Spätestens in der global vernetzten Ökonomie ist ein kosmopolitischer Habitus kulturelle Voraussetzung – und so prägt das iconische  Bild der gut ausgebildeten, kosmopolitisch orientierten Leute aus der Wissens-/ Kreativ-/ Digitalökonomie und auch der Finanzwirtschaft die Vorstellung.  Aber sind sie deshalb gleich alle Elite – und überhaupt als soziale Formation erkennbar?

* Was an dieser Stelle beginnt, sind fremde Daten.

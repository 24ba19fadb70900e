// Configuration source loading.
//
// Priority order:
// 1. Environment variables (TERASTORE_* prefix, plus raw BACKEND_URL)
// 2. Config file path from TERASTORE_CONFIG
// 3. Inline config content from TERASTORE_CONFIG_CONTENT
// 4. Default config files (./terastore.toml, ./.terastore.toml)
// 5. Built-in defaults

use super::env_overrides::{self, EnvSource, ENV_PREFIX};
use super::RuntimeConfig;
use anyhow::{Context, Result};
use std::env;
use std::path::Path;

const DEFAULT_PATHS: [&str; 2] = ["./terastore.toml", "./.terastore.toml"];

/// Load configuration using native environment/file access.
pub fn load_config() -> Result<RuntimeConfig> {
    let mut config = RuntimeConfig::default();

    if let Some(file_config) = load_from_file()? {
        config.merge(file_config);
    }

    env_overrides::apply_env_overrides(&mut config, &StdEnvSource)?;
    config.validate()?;
    Ok(config)
}

fn load_from_file() -> Result<Option<RuntimeConfig>> {
    if let Ok(path) = env::var(format!("{}CONFIG", ENV_PREFIX)) {
        return read_config_file(Path::new(&path)).map(Some);
    }

    if let Ok(content) = env::var(format!("{}CONFIG_CONTENT", ENV_PREFIX)) {
        let config: RuntimeConfig = toml::from_str(&content)
            .context("Failed to parse inline config from TERASTORE_CONFIG_CONTENT")?;
        return Ok(Some(config));
    }

    for path in DEFAULT_PATHS {
        let path = Path::new(path);
        if path.exists() {
            return read_config_file(path).map(Some);
        }
    }

    Ok(None)
}

fn read_config_file(path: &Path) -> Result<RuntimeConfig> {
    let content = std::fs::read_to_string(path)
        .with_context(|| format!("Failed to read config file: {}", path.display()))?;
    toml::from_str(&content).with_context(|| format!("Failed to parse config file: {}", path.display()))
}

/// Load configuration from a specific file path (for CLI --config flag).
/// Returns error if file doesn't exist or can't be parsed.
pub fn load_from_file_path(path: impl AsRef<Path>) -> Result<RuntimeConfig> {
    let file_config = read_config_file(path.as_ref())?;

    let mut config = RuntimeConfig::default();
    config.merge(file_config);

    env_overrides::apply_env_overrides(&mut config, &StdEnvSource)?;
    config.validate()?;
    Ok(config)
}

/// Load configuration with graceful fallback to defaults.
pub fn load_or_default() -> Result<RuntimeConfig> {
    let mut config = RuntimeConfig::default();

    if let Ok(Some(file_config)) = load_from_file() {
        config.merge(file_config);
    }

    env_overrides::apply_env_overrides(&mut config, &StdEnvSource)?;
    config.validate()?;
    Ok(config)
}

struct StdEnvSource;

impl EnvSource for StdEnvSource {
    fn get(&self, key: &str) -> Option<String> {
        env::var(format!("{}{}", ENV_PREFIX, key)).ok()
    }

    fn get_raw(&self, key: &str) -> Option<String> {
        env::var(key).ok()
    }
}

Elite kann als Auszeichnung verstanden werden, genauso mit Stereotypen von Dünkel, Überheblichkeit und Arroganz belastet sein, oder auch ironisch, sarkastisch bis belustigt verwendet werden, wenn die vermeintliche Elite  sich nur als solche inszeniert.
Zieht man Bourdieu heran, dann macht erst symbolisches und kulturelles Kapital eine Elite aus: Prestige, soziale Anerkennung, Stil und Souverainität im Auftritt. Eliten entwickeln einen Habitus mit Vorbildcharakter, inszenieren sich in einem bestimmten Stil mit erkennbaren Codes, oft dezent mit Understatement und feinen Unterschieden. Liberale Eliten stehen für eine Öffnung des Systems von Privilegien und dem Zugang dazu, konservative für dessen Bewahrung (revolutionäre für die Zerschlagung).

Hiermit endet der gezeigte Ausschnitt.